◆ TASK GOAL
Say how many of the lines below hold "discovery", writing the number and nothing more.

- - - - - - -

/// Give up on the hole before the earliest queued segment: count it as
/// missed and drop the run that follows it.
fn skip_gap<H: StreamHandle>(conn: &mut Connection<H>, dir: usize, budget: &mut Budget<'_>) {
    let half = &mut conn.halves[dir];
    let Some(head) = half.queued.first() else {
        return;
    };
    let next = half.next_seq.unwrap_or(head.seq);
    let Some(pos) = (0..half.queued.len()).min_by_key(|&i| seq_diff(half.queued[i].seq, next))
    else {
        return;
    };
    let first = half.queued.swap_remove(pos);
    *budget.queued_pages -= 1;
    let gap = seq_diff(first.seq, next).max(0) as u64;
    budget.stats.missed_bytes += gap;
    half.next_seq = Some(first.seq);
    deliver_run(conn, dir, first.data, first.timestamp, budget, false);
}
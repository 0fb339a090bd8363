//! Packet sources.
//!
//! A [`PacketSource`] yields raw link-layer frames. [`open_interface`]
//! picks the best backend available for a live interface, falling back
//! AF_XDP → AF_PACKET → libpcap (AF_XDP is not built and is always
//! skipped); [`open_file`] replays a pcap file. The
//! [`SourceManager`] runs one thread per source and funnels packets into a
//! single bounded channel.

mod afpacket;
mod discovery;
mod manager;
mod netns;
mod pcap;

pub use afpacket::AfPacketSource;
pub use discovery::{Sidecar, discover_sidecars};
pub use manager::{PACKET_CHANNEL_CAPACITY, PacketInfo, SourceManager};
pub use netns::in_netns;
pub use pcap::PcapSource;

use std::{fmt, path::Path, time::SystemTime};

use serde::Serialize;
use thiserror::Error;
use tracing::{debug, info};

#[derive(Debug, Error)]
pub enum CaptureError {
    #[error("pcap: {0}")]
    Pcap(#[from] ::pcap::Error),
    #[error("{op}: {source}")]
    Io {
        op:     &'static str,
        #[source]
        source: std::io::Error,
    },
    #[error("{0} is not available")]
    Unsupported(&'static str),
    #[error("interface {0} not found")]
    InterfaceNotFound(String),
    #[error("filter {expr:?}: {reason}")]
    Filter { expr: String, reason: String },
    #[error("network namespace of pid {pid}: {reason}")]
    Netns { pid: u32, reason: String },
    #[error("end of stream")]
    EndOfStream,
}

impl CaptureError {
    pub(crate) fn io(op: &'static str) -> impl FnOnce(std::io::Error) -> Self {
        move |source| Self::Io { op, source }
    }
}

/// Link layer of the frames a source yields.
#[derive(Debug, Clone, Copy, PartialEq, Eq)]
pub enum LinkType {
    Ethernet,
    /// Linux cooked capture v1
    LinuxSll,
    /// Linux cooked capture v2
    LinuxSll2,
    RawIp,
    /// BSD loopback
    Null,
}

impl LinkType {
    /// Map a libpcap DLT value.
    pub fn from_dlt(dlt: i32) -> Option<Self> {
        match dlt {
            1 => Some(Self::Ethernet),
            113 => Some(Self::LinuxSll),
            276 => Some(Self::LinuxSll2),
            12 | 14 | 101 | 228 | 229 => Some(Self::RawIp),
            0 => Some(Self::Null),
            _ => None,
        }
    }
}

/// One captured frame.
#[derive(Debug, Clone)]
pub struct RawPacket {
    pub data:      Vec<u8>,
    pub timestamp: SystemTime,
    pub link_type: LinkType,
}

#[derive(Debug, Clone, Copy, Default, PartialEq, Eq, Serialize)]
#[serde(rename_all = "camelCase")]
pub struct SourceStats {
    pub received:   u64,
    pub dropped:    u64,
    pub if_dropped: u64,
}

/// A blocking packet source. `next_packet` returns `Ok(None)` when its
/// read timeout expires so the caller can check for updates and shutdown.
pub trait PacketSource: Send {
    fn name(&self) -> &str;

    fn backend(&self) -> Backend;

    fn next_packet(&mut self) -> Result<Option<RawPacket>, CaptureError>;

    fn set_bpf(&mut self, expr: &str) -> Result<(), CaptureError>;

    fn link_type(&self) -> LinkType;

    fn stats(&mut self) -> Result<SourceStats, CaptureError>;

    fn close(&mut self);
}

#[derive(Debug, Clone, Copy, PartialEq, Eq)]
pub enum Backend {
    AfXdp,
    AfPacket,
    Pcap,
    File,
}

impl fmt::Display for Backend {
    fn fmt(&self, f: &mut fmt::Formatter<'_>) -> fmt::Result {
        f.write_str(match self {
            Self::AfXdp => "af_xdp",
            Self::AfPacket => "af_packet",
            Self::Pcap => "libpcap",
            Self::File => "pcap_file",
        })
    }
}

/// AF_XDP slot in the backend order. No AF_XDP backend is built, so this
/// always reports [`CaptureError::Unsupported`] and [`open_interface`]
/// moves on to AF_PACKET.
fn open_xdp(_name: &str, _iface: &str) -> Result<Box<dyn PacketSource>, CaptureError> {
    Err(CaptureError::Unsupported("AF_XDP"))
}

/// Open a live source on `iface`, trying each backend in turn. `filter`,
/// when given, is applied before the source is returned.
pub fn open_interface(
    name: &str,
    iface: &str,
    filter: Option<&str>,
) -> Result<Box<dyn PacketSource>, CaptureError> {
    let attempts: [(Backend, fn(&str, &str) -> Result<Box<dyn PacketSource>, CaptureError>); 3] = [
        (Backend::AfXdp, open_xdp),
        (Backend::AfPacket, |name, iface| {
            AfPacketSource::open(name, iface).map(|s| Box::new(s) as Box<dyn PacketSource>)
        }),
        (Backend::Pcap, |name, iface| {
            PcapSource::open_live(name, iface).map(|s| Box::new(s) as Box<dyn PacketSource>)
        }),
    ];

    let mut last = CaptureError::InterfaceNotFound(iface.to_string());
    for (backend, open) in attempts {
        match open(name, iface) {
            Ok(mut source) => {
                if let Some(expr) = filter {
                    source.set_bpf(expr)?;
                }
                info!(
                    event.name = "capture.backend_selected",
                    source = name,
                    interface = iface,
                    %backend,
                    "capture source opened"
                );
                return Ok(source);
            },
            Err(e) => {
                debug!(source = name, %backend, error = %e, "capture backend unavailable");
                last = e;
            },
        }
    }
    Err(last)
}

/// Replay a pcap file.
pub fn open_file(path: &Path, filter: Option<&str>) -> Result<Box<dyn PacketSource>, CaptureError> {
    let file_name = path
        .file_name()
        .map(|n| n.to_string_lossy().into_owned())
        .unwrap_or_default();
    let mut source = PcapSource::open_file(&format!("file-{file_name}"), path)?;
    if let Some(expr) = filter {
        source.set_bpf(expr)?;
    }
    info!(
        event.name = "capture.backend_selected",
        source = source.name(),
        path = %path.display(),
        backend = %Backend::File,
        "capture source opened"
    );
    Ok(Box::new(source))
}

#[cfg(test)]
mod tests {
    use rstest::rstest;

    use super::*;

    #[rstest]
    #[case::ethernet(1, Some(LinkType::Ethernet))]
    #[case::sll(113, Some(LinkType::LinuxSll))]
    #[case::sll2(276, Some(LinkType::LinuxSll2))]
    #[case::raw(101, Some(LinkType::RawIp))]
    #[case::ipv4(228, Some(LinkType::RawIp))]
    #[case::null(0, Some(LinkType::Null))]
    #[case::ieee802_11(105, None)]
    fn test_link_type_from_dlt(#[case] dlt: i32, #[case] expected: Option<LinkType>) {
        assert_eq!(LinkType::from_dlt(dlt), expected);
    }

    #[test]
    fn test_xdp_always_falls_back() {
        let Err(e) = open_xdp("host-eth0", "eth0") else {
            panic!("AF_XDP backend opened");
        };
        assert!(matches!(e, CaptureError::Unsupported("AF_XDP")));
        assert_eq!(e.to_string(), "AF_XDP is not available");
    }
}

- - - - - - -

◆ WRITTEN RESPONSE
2